▶ Assignment:
Every line containing "merged" should be copied out. Go through the entries and find them.

[Collection entries]
-----

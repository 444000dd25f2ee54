use hashbrown::HashSet;

use crate::{
    automaton::{Cell, Fa, EPSILON},
    error::FaError,
};

/// Checks that all inputs agree on the epsilon-free alphabet; whether an
/// input already carries an `@e` column is its own business.
fn require_compatible_alphabet(fas: &[Fa]) -> Result<(), FaError> {
    fn strip(fa: &Fa) -> Vec<&str> {
        fa.alphabet
            .iter()
            .map(String::as_str)
            .filter(|s| *s != EPSILON)
            .collect()
    }

    let first = strip(&fas[0]);
    for fa in &fas[1..] {
        if strip(fa) != first {
            return Err(FaError::AlphabetMismatch(format!(
                "expected alphabet {:?}, got {:?}",
                fas[0].alphabet, fa.alphabet
            )));
        }
    }
    Ok(())
}

/// Epsilon-glued union of two or more automata with one shared alphabet.
///
/// A fresh start state branches on `@e` into every input's initial state;
/// acceptance is the union of the input acceptance sets. The result is an
/// NFA even when the inputs are DFAs.
pub fn epsilon_union(fas: &[Fa]) -> Result<Fa, FaError> {
    if fas.len() < 2 {
        return Err(FaError::Arity(format!(
            "non-deterministic union needs at least two automata, got {}",
            fas.len()
        )));
    }
    require_compatible_alphabet(fas)?;

    let inputs = adopt_states(fas);
    let (alphabet, eps) = with_epsilon(&inputs[0].alphabet);

    let used: HashSet<&str> = inputs
        .iter()
        .flat_map(|fa| fa.states.iter().map(String::as_str))
        .collect();
    let start = fresh_name("S", &used);

    let mut start_row = vec![Cell::Void; alphabet.len()];
    start_row[eps] = Cell::normalize(inputs.iter().map(|fa| fa.initial.clone()));

    let mut states = vec![start.clone()];
    let mut transitions = vec![start_row];
    let mut acceptance = Vec::new();

    for fa in &inputs {
        for (i, name) in fa.states.iter().enumerate() {
            states.push(name.clone());
            transitions.push(aligned_row(fa, i, &alphabet));
        }
        acceptance.extend(fa.acceptance.iter().cloned());
    }

    Ok(Fa {
        alphabet,
        states,
        initial: start,
        acceptance,
        transitions,
    })
}

/// Concatenation of a non-empty sequence of automata with one shared
/// alphabet: the accepting states of each input gain an `@e` edge into the
/// next input's initial state, merged with any pre-existing `@e` cell.
pub fn concatenate(fas: &[Fa]) -> Result<Fa, FaError> {
    if fas.is_empty() {
        return Err(FaError::Arity(
            "concatenation needs at least one automaton".to_string(),
        ));
    }
    require_compatible_alphabet(fas)?;

    let inputs = adopt_states(fas);
    let (alphabet, eps) = with_epsilon(&inputs[0].alphabet);

    let mut states = Vec::new();
    let mut transitions = Vec::new();

    for (which, fa) in inputs.iter().enumerate() {
        let glue_target = inputs.get(which + 1).map(|next| next.initial.clone());

        for (i, name) in fa.states.iter().enumerate() {
            let mut row = aligned_row(fa, i, &alphabet);

            if let Some(target) = &glue_target {
                if fa.is_accepting(name) {
                    let mut merged: Vec<String> =
                        row[eps].targets().map(str::to_string).collect();
                    merged.push(target.clone());
                    row[eps] = Cell::normalize(merged);
                }
            }

            states.push(name.clone());
            transitions.push(row);
        }
    }

    let initial = inputs[0].initial.clone();
    let acceptance = inputs[inputs.len() - 1].acceptance.clone();

    Ok(Fa {
        alphabet,
        states,
        initial,
        acceptance,
        transitions,
    })
}

/// The shared alphabet with an `@e` column, appending one when absent.
/// Returns the alphabet and the epsilon column index.
fn with_epsilon(alphabet: &[String]) -> (Vec<String>, usize) {
    let mut alphabet = alphabet.to_vec();
    let eps = match alphabet.iter().position(|s| s == EPSILON) {
        Some(index) => index,
        None => {
            alphabet.push(EPSILON.to_string());
            alphabet.len() - 1
        }
    };
    (alphabet, eps)
}

/// Row `i` of `fa`, re-indexed to the combined alphabet with `@v` for any
/// symbol the input did not know.
fn aligned_row(fa: &Fa, i: usize, alphabet: &[String]) -> Vec<Cell> {
    alphabet
        .iter()
        .map(|symbol| match fa.symbol_index(symbol) {
            Some(j) => fa.cell(i, j).clone(),
            None => Cell::Void,
        })
        .collect()
}

/// Renames the states of each input so names are unique across the whole
/// collection. First come keeps its name; a later clash gets `_{k}`
/// suffixes until free. Renaming applies consistently to states, initial,
/// acceptance and cell targets of the affected input.
fn adopt_states(fas: &[Fa]) -> Vec<Fa> {
    let mut used: HashSet<String> = HashSet::new();
    let mut adopted = Vec::with_capacity(fas.len());

    for fa in fas {
        let mut mapping: Vec<(String, String)> = Vec::with_capacity(fa.states.len());
        for name in &fa.states {
            let mut candidate = name.clone();
            let mut k = 1;
            while used.contains(&candidate) {
                candidate = format!("{}_{}", name, k);
                k += 1;
            }
            used.insert(candidate.clone());
            mapping.push((name.clone(), candidate));
        }
        adopted.push(rename(fa, &mapping));
    }

    adopted
}

fn rename(fa: &Fa, mapping: &[(String, String)]) -> Fa {
    let lookup = |name: &str| -> String {
        mapping
            .iter()
            .find(|(old, _)| old == name)
            .map(|(_, new)| new.clone())
            .unwrap_or_else(|| name.to_string())
    };

    let rename_cell = |cell: &Cell| -> Cell {
        match cell {
            Cell::Void | Cell::Trap => cell.clone(),
            Cell::To(name) => Cell::To(lookup(name)),
            Cell::ToMany(names) => {
                Cell::ToMany(names.iter().map(|name| lookup(name)).collect())
            }
        }
    };

    Fa {
        alphabet: fa.alphabet.clone(),
        states: mapping.iter().map(|(_, new)| new.clone()).collect(),
        initial: lookup(&fa.initial),
        acceptance: fa.acceptance.iter().map(|name| lookup(name)).collect(),
        transitions: fa
            .transitions
            .iter()
            .map(|row| row.iter().map(rename_cell).collect())
            .collect(),
    }
}

fn fresh_name(base: &str, used: &HashSet<&str>) -> String {
    let mut candidate = base.to_string();
    let mut k = 1;
    while used.contains(candidate.as_str()) {
        candidate = format!("{}_{}", base, k);
        k += 1;
    }
    candidate
}
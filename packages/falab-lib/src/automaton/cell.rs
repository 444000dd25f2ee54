use std::fmt;

use serde::{de, Deserialize, Deserializer, Serialize, Serializer};

use crate::automaton::{TRAP, VOID};

/// A single entry of the transition matrix.
///
/// The wire format stores a cell as either one JSON string (a state name or
/// the sentinels `@v`/`@t`) or an array of at least two state names.
/// Sentinels round-trip verbatim.
#[derive(Debug, Clone, PartialEq, Eq)]
pub enum Cell {
    /// No transition.
    Void,
    /// The totalizing trap state, before or after it is materialized as a
    /// state named `@t`.
    Trap,
    /// A single target state.
    To(String),
    /// A set of at least two target states.
    ToMany(Vec<String>),
}

impl Cell {
    /// Collapses a list of candidate targets into canonical form: `@v`
    /// entries are dropped, duplicates removed (first occurrence wins), an
    /// empty result is `Void` and a singleton is `To`.
    pub fn normalize<I, S>(targets: I) -> Cell
    where
        I: IntoIterator<Item = S>,
        S: Into<String>,
    {
        let mut kept: Vec<String> = Vec::new();

        for target in targets {
            let target = target.into();
            if target == VOID {
                continue;
            }
            if !kept.contains(&target) {
                kept.push(target);
            }
        }

        match kept.len() {
            0 => Cell::Void,
            1 => Cell::To(kept.swap_remove(0)),
            _ => Cell::ToMany(kept),
        }
    }

    /// Iterates the concrete state names this cell references. `Trap`
    /// references the `@t` state; `Void` references nothing.
    pub fn targets(&self) -> Box<dyn Iterator<Item = &str> + '_> {
        match self {
            Cell::Void => Box::new(std::iter::empty()),
            Cell::Trap => Box::new(std::iter::once(TRAP)),
            Cell::To(name) => Box::new(std::iter::once(name.as_str())),
            Cell::ToMany(names) => Box::new(names.iter().map(String::as_str)),
        }
    }

    pub fn is_void(&self) -> bool {
        matches!(self, Cell::Void)
    }
}

impl Serialize for Cell {
    fn serialize<S: Serializer>(&self, serializer: S) -> Result<S::Ok, S::Error> {
        match self {
            Cell::Void => serializer.serialize_str(VOID),
            Cell::Trap => serializer.serialize_str(TRAP),
            Cell::To(name) => serializer.serialize_str(name),
            Cell::ToMany(names) => names.serialize(serializer),
        }
    }
}

impl<'de> Deserialize<'de> for Cell {
    fn deserialize<D: Deserializer<'de>>(deserializer: D) -> Result<Self, D::Error> {
        struct CellVisitor;

        impl<'de> de::Visitor<'de> for CellVisitor {
            type Value = Cell;

            fn expecting(&self, f: &mut fmt::Formatter) -> fmt::Result {
                f.write_str("a state name, a sentinel, or an array of state names")
            }

            fn visit_str<E: de::Error>(self, value: &str) -> Result<Cell, E> {
                Ok(match value {
                    VOID => Cell::Void,
                    TRAP => Cell::Trap,
                    name => Cell::To(name.to_string()),
                })
            }

            fn visit_seq<A: de::SeqAccess<'de>>(self, mut seq: A) -> Result<Cell, A::Error> {
                let mut names: Vec<String> = Vec::new();
                while let Some(name) = seq.next_element::<String>()? {
                    names.push(name);
                }
                Ok(Cell::normalize(names))
            }
        }

        deserializer.deserialize_any(CellVisitor)
    }
}
use std::{
    fmt::Display,
    fs::File,
    io::{BufWriter, Write},
    str::FromStr,
    sync::Mutex,
};

use chrono::Local;
use colored::{ColoredString, Colorize};
use serde::{Deserialize, Serialize};

use crate::config::LoggerConfig;

#[derive(Debug, Clone, Copy, PartialEq, Eq, Serialize, Deserialize)]
pub enum LogLevel {
    Debug,
    Info,
    Warn,
    Error,
}

impl LogLevel {
    fn tag(&self) -> &'static str {
        match self {
            LogLevel::Debug => "DBG",
            LogLevel::Info => "INF",
            LogLevel::Warn => "WAR",
            LogLevel::Error => "ERR",
        }
    }

    fn tag_colored(&self) -> ColoredString {
        match self {
            LogLevel::Debug => self.tag().bright_cyan(),
            LogLevel::Info => self.tag().bright_green(),
            LogLevel::Warn => self.tag().yellow(),
            LogLevel::Error => self.tag().bright_red(),
        }
    }

    /// Whether a message at `self` passes a logger configured at `threshold`.
    pub fn show(&self, threshold: &LogLevel) -> bool {
        match threshold {
            LogLevel::Debug => true,
            LogLevel::Info => *self != LogLevel::Debug,
            LogLevel::Warn => *self == LogLevel::Warn || *self == LogLevel::Error,
            LogLevel::Error => *self == LogLevel::Error,
        }
    }
}

impl FromStr for LogLevel {
    type Err = String;

    fn from_str(s: &str) -> Result<Self, Self::Err> {
        match s.to_lowercase().as_str() {
            "debug" | "dbg" => Ok(LogLevel::Debug),
            "info" | "inf" => Ok(LogLevel::Info),
            "warn" | "warning" | "war" => Ok(LogLevel::Warn),
            "error" | "err" => Ok(LogLevel::Error),
            _ => Err(format!("Invalid log level: {}", s)),
        }
    }
}

impl Display for LogLevel {
    fn fmt(&self, f: &mut std::fmt::Formatter<'_>) -> std::fmt::Result {
        match self {
            LogLevel::Debug => write!(f, "Debug"),
            LogLevel::Info => write!(f, "Info"),
            LogLevel::Warn => write!(f, "Warn"),
            LogLevel::Error => write!(f, "Error"),
        }
    }
}

/// Leveled logger with colored stderr output and an optional buffered log
/// file. The core algorithms never log; this lives with the hosts.
#[derive(Debug)]
pub struct Logger {
    level: LogLevel,
    name: String,
    file: Option<Mutex<BufWriter<File>>>,
}

impl Logger {
    pub fn new(level: LogLevel, name: String, log_file_path: Option<String>) -> Self {
        let file = log_file_path.map(|path| {
            if let Some(parent) = std::path::Path::new(&path).parent() {
                let _ = std::fs::create_dir_all(parent);
            }
            let file = File::create(path).unwrap();
            Mutex::new(BufWriter::new(file))
        });

        Logger { level, name, file }
    }

    pub fn from_config(config: &LoggerConfig, name: String) -> Option<Self> {
        if !*config.get_enabled() {
            return None;
        }

        let log_file_path = if *config.get_log_file() {
            Some(format!(
                "./logs/server_run_{}.txt",
                Local::now().format("%Y-%m-%d_%H-%M-%S")
            ))
        } else {
            None
        };

        Some(Logger::new(*config.get_log_level(), name, log_file_path))
    }

    pub fn log(&self, level: LogLevel, message: &str) {
        self.writeln_to_file(&format!("[{}] {}: {}", level.tag(), self.name, message));

        if level.show(&self.level) {
            eprintln!(
                "[{}] {} {}",
                level.tag_colored(),
                format!("{}:", self.name).dimmed(),
                message
            );
        }
    }

    pub fn debug(&self, message: &str) {
        self.log(LogLevel::Debug, message);
    }

    pub fn info(&self, message: &str) {
        self.log(LogLevel::Info, message);
    }

    pub fn warn(&self, message: &str) {
        self.log(LogLevel::Warn, message);
    }

    pub fn error(&self, message: &str) {
        self.log(LogLevel::Error, message);
    }

    fn writeln_to_file(&self, line: &str) {
        if let Some(file) = &self.file {
            let mut f = file.lock().unwrap();

            f.write_all(line.as_bytes()).unwrap();
            f.write_all(b"\n").unwrap();
        }
    }
}
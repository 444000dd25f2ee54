use itertools::Itertools;
use serde::Serialize;

use crate::automaton::Fa;

/// Outcome of running an input string: acceptance plus the frontier after
/// the initial closure and after every consumed character.
#[derive(Debug, Clone, PartialEq, Serialize)]
pub struct Run {
    pub accepted: bool,
    pub path: Vec<String>,
}

impl Fa {
    /// Runs `input` against the automaton, following epsilon transitions.
    ///
    /// Each path entry is the comma-joined, sorted frontier after a step.
    /// A character outside the alphabet rejects; an empty frontier records
    /// `∅` and rejects.
    pub fn run(&self, input: &str) -> Run {
        let mut frontier = match self.state_index(&self.initial) {
            Some(initial) => self.epsilon_closure(&[initial]),
            None => Vec::new(),
        };

        let mut path = vec![self.frontier_label(&frontier)];

        for ch in input.chars() {
            let Some(symbol) = self.symbol_index(&ch.to_string()) else {
                return Run {
                    accepted: false,
                    path,
                };
            };

            let mut moved: Vec<usize> = Vec::new();
            for &state in &frontier {
                for target in self.cell(state, symbol).targets() {
                    if let Some(index) = self.state_index(target) {
                        if !moved.contains(&index) {
                            moved.push(index);
                        }
                    }
                }
            }

            frontier = self.epsilon_closure(&moved);

            if frontier.is_empty() {
                path.push("∅".to_string());
                return Run {
                    accepted: false,
                    path,
                };
            }
            path.push(self.frontier_label(&frontier));
        }

        let accepted = frontier
            .iter()
            .any(|&state| self.is_accepting(&self.states[state]));

        Run { accepted, path }
    }

    fn frontier_label(&self, frontier: &[usize]) -> String {
        frontier
            .iter()
            .map(|&state| self.states[state].as_str())
            .sorted()
            .join(",")
    }
}
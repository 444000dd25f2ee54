pub mod ast;
pub mod eliminate;
pub mod parser;
pub mod thompson;

pub use ast::Ast;
pub use thompson::regex_to_nfa;
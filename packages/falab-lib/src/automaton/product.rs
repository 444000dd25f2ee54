use std::{fmt::Display, str::FromStr};

use itertools::Itertools;
use serde::{Deserialize, Serialize};

use crate::{
    automaton::{Cell, Fa, JOIN},
    error::FaError,
};

/// Boolean combination mode for the synchronous product.
#[derive(Debug, Clone, Copy, PartialEq, Eq, Hash, Serialize, Deserialize)]
#[serde(rename_all = "lowercase")]
pub enum Mode {
    Union,
    Intersection,
}

impl FromStr for Mode {
    type Err = String;

    fn from_str(s: &str) -> Result<Self, Self::Err> {
        match s.to_lowercase().as_str() {
            "union" => Ok(Mode::Union),
            "intersection" => Ok(Mode::Intersection),
            _ => Err(format!("Invalid mode: {}", s)),
        }
    }
}

impl Display for Mode {
    fn fmt(&self, f: &mut std::fmt::Formatter<'_>) -> std::fmt::Result {
        match self {
            Mode::Union => write!(f, "union"),
            Mode::Intersection => write!(f, "intersection"),
        }
    }
}

/// Checks element-wise alphabet equality across all inputs.
fn require_same_alphabet(fas: &[Fa]) -> Result<(), FaError> {
    let first = &fas[0];
    for fa in &fas[1..] {
        if fa.alphabet != first.alphabet {
            return Err(FaError::AlphabetMismatch(format!(
                "expected alphabet {:?}, got {:?}",
                first.alphabet, fa.alphabet
            )));
        }
    }
    Ok(())
}

/// Synchronous product of two or more automata over one shared alphabet.
///
/// States are k-tuples of component states named `s1|…|sk`. A tuple accepts
/// under `Intersection` when every component accepts and under `Union` when
/// at least one does. The product is guarded: a transition undefined in any
/// component is undefined in the product, so boolean semantics are promised
/// for total DFAs and partial inputs should be totalized (e.g. via subset
/// construction) first.
pub fn boolean(fas: &[Fa], mode: Mode) -> Result<Fa, FaError> {
    if fas.len() < 2 {
        return Err(FaError::Arity(format!(
            "boolean needs at least two automata, got {}",
            fas.len()
        )));
    }
    require_same_alphabet(fas)?;

    let alphabet = fas[0].alphabet.clone();

    let tuples: Vec<Vec<usize>> = fas
        .iter()
        .map(|fa| (0..fa.states.len()).collect::<Vec<_>>())
        .multi_cartesian_product()
        .collect();

    let mut states = Vec::with_capacity(tuples.len());
    let mut acceptance = Vec::new();
    let mut transitions = Vec::with_capacity(tuples.len());

    for tuple in &tuples {
        let name = tuple
            .iter()
            .zip(fas)
            .map(|(&state, fa)| fa.states[state].as_str())
            .join(JOIN);

        let accepts = match mode {
            Mode::Intersection => tuple
                .iter()
                .zip(fas)
                .all(|(&state, fa)| fa.is_accepting(&fa.states[state])),
            Mode::Union => tuple
                .iter()
                .zip(fas)
                .any(|(&state, fa)| fa.is_accepting(&fa.states[state])),
        };
        if accepts {
            acceptance.push(name.clone());
        }

        let mut row = Vec::with_capacity(alphabet.len());
        for symbol in 0..alphabet.len() {
            row.push(product_cell(fas, tuple, symbol)?);
        }

        states.push(name);
        transitions.push(row);
    }

    let initial = fas.iter().map(|fa| fa.initial.as_str()).join(JOIN);

    Ok(Fa {
        alphabet,
        states,
        initial,
        acceptance,
        transitions,
    })
}

/// Cartesian product of the component next-sets on one symbol; `@v` on any
/// component voids the whole cell.
fn product_cell(fas: &[Fa], tuple: &[usize], symbol: usize) -> Result<Cell, FaError> {
    let mut components: Vec<Vec<&str>> = Vec::with_capacity(fas.len());

    for (&state, fa) in tuple.iter().zip(fas) {
        let targets: Vec<&str> = fa.cell(state, symbol).targets().collect();
        if targets.is_empty() {
            return Ok(Cell::Void);
        }
        for target in &targets {
            fa.require_state(target)?;
        }
        components.push(targets);
    }

    let combined = components
        .into_iter()
        .multi_cartesian_product()
        .map(|combo| combo.join(JOIN));

    Ok(Cell::normalize(combined))
}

-----

▶ Task result:
/// next input's initial state, merged with any pre-existing `@e` cell.
                    let mut merged: Vec<String> =
                    merged.push(target.clone());
                    row[eps] = Cell::normalize(merged);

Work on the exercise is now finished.